Earlier this year, Constantine Cannon whistleblower partners Mary Inman and Poppy Alexander teamed up with Ariella Steinhorn and Amber Scorah, principals of the exciting new media venture Lioness, to expose how Elon Musk’s recent mockery of whistleblowers on Twitter falls flat and, what’s more, is poised to backfire on him. In a January 14 Op-Ed published in Newsweek, co-authors Inman, Alexander, Steinhorn and Scorah lay bare the irony that by selling a commemorative Cyberwhistle in the shape of Tesla’s Cybertruck and goading people to “Blow the whistle on Tesla!,” Elon Musk unwittingly has created a public service announcement directing his employees and others with information about defects in Tesla vehicles to contact the U.S. National Highway Traffic Safety Administration’s whistleblower program, which pays monetary awards to whistleblowers whose information about safety defects causes NHTSA to impose a fine.
Musk’s whistleblower “PSA” is particularly well-timed, the Op-Ed notes, coming as it did only days before a New York Times article in which former Tesla employees challenged the safety of Autopilot, Tesla’s autonomous driver-assistance system, which is alleged to have caused a dozen accidents and one fatality, and on the heels of NHTSA’s press release announcing the payment of its first ever whistleblower award ($24.3 million) to Constantine Cannon client Gwang-ho Kim for helping NHTSA fine Hyundai $81 million for defective engines.

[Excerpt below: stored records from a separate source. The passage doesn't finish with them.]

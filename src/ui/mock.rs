//! Mock UI implementation for testing.
//!
//! `MockUI` implements the `UserInterface` trait, records every interaction,
//! and answers prompts from scripted responses, so command flows can be
//! tested without a terminal.
//!
//! # Example
//!
//! ```
//! use wisp::ui::{MockUI, UserInterface};
//!
//! let mut ui = MockUI::new();
//! ui.set_prompt_response("pick_color", "#00ffaa");
//!
//! // Use ui in code under test...
//! ui.show_header("Effect Console");
//! ui.success("Color set to #00ffaa");
//!
//! // Assert on captured interactions
//! assert!(ui.headers().contains(&"Effect Console".to_string()));
//! assert!(ui.has_success("#00ffaa"));
//! ```

use std::collections::{HashMap, VecDeque};

use crate::error::Result;

use super::{Prompt, PromptResult, PromptType, UserInterface};

/// Mock UI implementation for testing.
///
/// Prompt answers resolve in order: queued responses for the key, then the
/// single configured response, then the mock-wide default, then the prompt's
/// own default. A fully unconfigured prompt yields an empty answer instead
/// of an error, so loops under test wind down instead of aborting.
#[derive(Debug, Default)]
pub struct MockUI {
    interactive: bool,
    messages: Vec<String>,
    successes: Vec<String>,
    warnings: Vec<String>,
    errors: Vec<String>,
    headers: Vec<String>,
    prompt_responses: HashMap<String, String>,
    prompt_queues: HashMap<String, VecDeque<String>>,
    prompts_shown: Vec<String>,
    default_prompt_response: Option<String>,
}

/// Shape a scripted answer into the result type the prompt expects.
fn scripted(response: &str, prompt_type: &PromptType) -> PromptResult {
    match prompt_type {
        PromptType::Confirm => {
            PromptResult::Bool(matches!(response, "true" | "yes" | "y" | "1"))
        }
        _ => PromptResult::String(response.to_string()),
    }
}

impl MockUI {
    /// Create a new MockUI.
    pub fn new() -> Self {
        Self::default()
    }

    /// Configure the answer returned every time `key` is prompted.
    pub fn set_prompt_response(&mut self, key: &str, response: &str) {
        self.prompt_responses
            .insert(key.to_string(), response.to_string());
    }

    /// Configure several prompt answers at once.
    pub fn with_prompt_responses(mut self, responses: HashMap<String, String>) -> Self {
        self.prompt_responses = responses;
        self
    }

    /// Queue answers for a key prompted more than once.
    ///
    /// Answers are consumed in order; once drained, resolution continues
    /// with `set_prompt_response` and the defaults.
    pub fn queue_prompt_responses(&mut self, key: &str, responses: Vec<&str>) {
        let queue = responses.into_iter().map(|s| s.to_string()).collect();
        self.prompt_queues.insert(key.to_string(), queue);
    }

    /// Configure a catch-all answer for keys with no explicit script.
    pub fn set_default_prompt_response(&mut self, response: &str) {
        self.default_prompt_response = Some(response.to_string());
    }

    /// Set whether this mock reports itself as interactive.
    pub fn set_interactive(&mut self, interactive: bool) {
        self.interactive = interactive;
    }

    /// Captured plain messages.
    pub fn messages(&self) -> &[String] {
        &self.messages
    }

    /// Captured success messages.
    pub fn successes(&self) -> &[String] {
        &self.successes
    }

    /// Captured warnings.
    pub fn warnings(&self) -> &[String] {
        &self.warnings
    }

    /// Captured errors.
    pub fn errors(&self) -> &[String] {
        &self.errors
    }

    /// Captured headers.
    pub fn headers(&self) -> &[String] {
        &self.headers
    }

    /// Keys of every prompt shown, in order.
    pub fn prompts_shown(&self) -> &[String] {
        &self.prompts_shown
    }

    /// True if any captured message contains `msg`.
    pub fn has_message(&self, msg: &str) -> bool {
        self.messages.iter().any(|m| m.contains(msg))
    }

    /// True if any captured success contains `msg`.
    pub fn has_success(&self, msg: &str) -> bool {
        self.successes.iter().any(|m| m.contains(msg))
    }

    /// True if any captured warning contains `msg`.
    pub fn has_warning(&self, msg: &str) -> bool {
        self.warnings.iter().any(|m| m.contains(msg))
    }

    /// True if any captured error contains `msg`.
    pub fn has_error(&self, msg: &str) -> bool {
        self.errors.iter().any(|m| m.contains(msg))
    }

    /// Drop everything captured so far; scripted answers survive.
    pub fn clear(&mut self) {
        self.messages.clear();
        self.successes.clear();
        self.warnings.clear();
        self.errors.clear();
        self.headers.clear();
        self.prompts_shown.clear();
    }
}

impl UserInterface for MockUI {
    fn message(&mut self, msg: &str) {
        self.messages.push(msg.to_string());
    }

    fn success(&mut self, msg: &str) {
        self.successes.push(msg.to_string());
    }

    fn warning(&mut self, msg: &str) {
        self.warnings.push(msg.to_string());
    }

    fn error(&mut self, msg: &str) {
        self.errors.push(msg.to_string());
    }

    fn prompt(&mut self, prompt: &Prompt) -> Result<PromptResult> {
        self.prompts_shown.push(prompt.key.clone());

        if let Some(queue) = self.prompt_queues.get_mut(&prompt.key) {
            if let Some(response) = queue.pop_front() {
                return Ok(scripted(&response, &prompt.prompt_type));
            }
        }

        if let Some(response) = self.prompt_responses.get(&prompt.key) {
            return Ok(scripted(response, &prompt.prompt_type));
        }

        if let Some(response) = &self.default_prompt_response {
            return Ok(scripted(response, &prompt.prompt_type));
        }

        if let Some(default) = &prompt.default {
            return Ok(scripted(default, &prompt.prompt_type));
        }

        // Nothing scripted at all: answer with the type's empty value
        Ok(match prompt.prompt_type {
            PromptType::Confirm => PromptResult::Bool(false),
            _ => PromptResult::String(String::new()),
        })
    }

    fn show_header(&mut self, title: &str) {
        self.headers.push(title.to_string());
    }

    fn is_interactive(&self) -> bool {
        self.interactive
    }
}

Using the Hyundai example to highlight the effectiveness of NHTSA’s whistleblower reward program in attracting well-placed insiders to expose auto safety defects, Inman, Alexander, Steinhorn and Scorah help Tesla whistleblowers to connect the dots and, in a delicious twist of fate, illuminate how they can use the Cyberwhistle, a prop intended to help Musk mock whistleblowers in a bit of supposedly harmless Twitter theater, to alert NHTSA and the U.S. Department of Transportation to inside information about alleged Autopilot defects in Tesla vehicles and qualify for a potentially sizeable whistleblower reward.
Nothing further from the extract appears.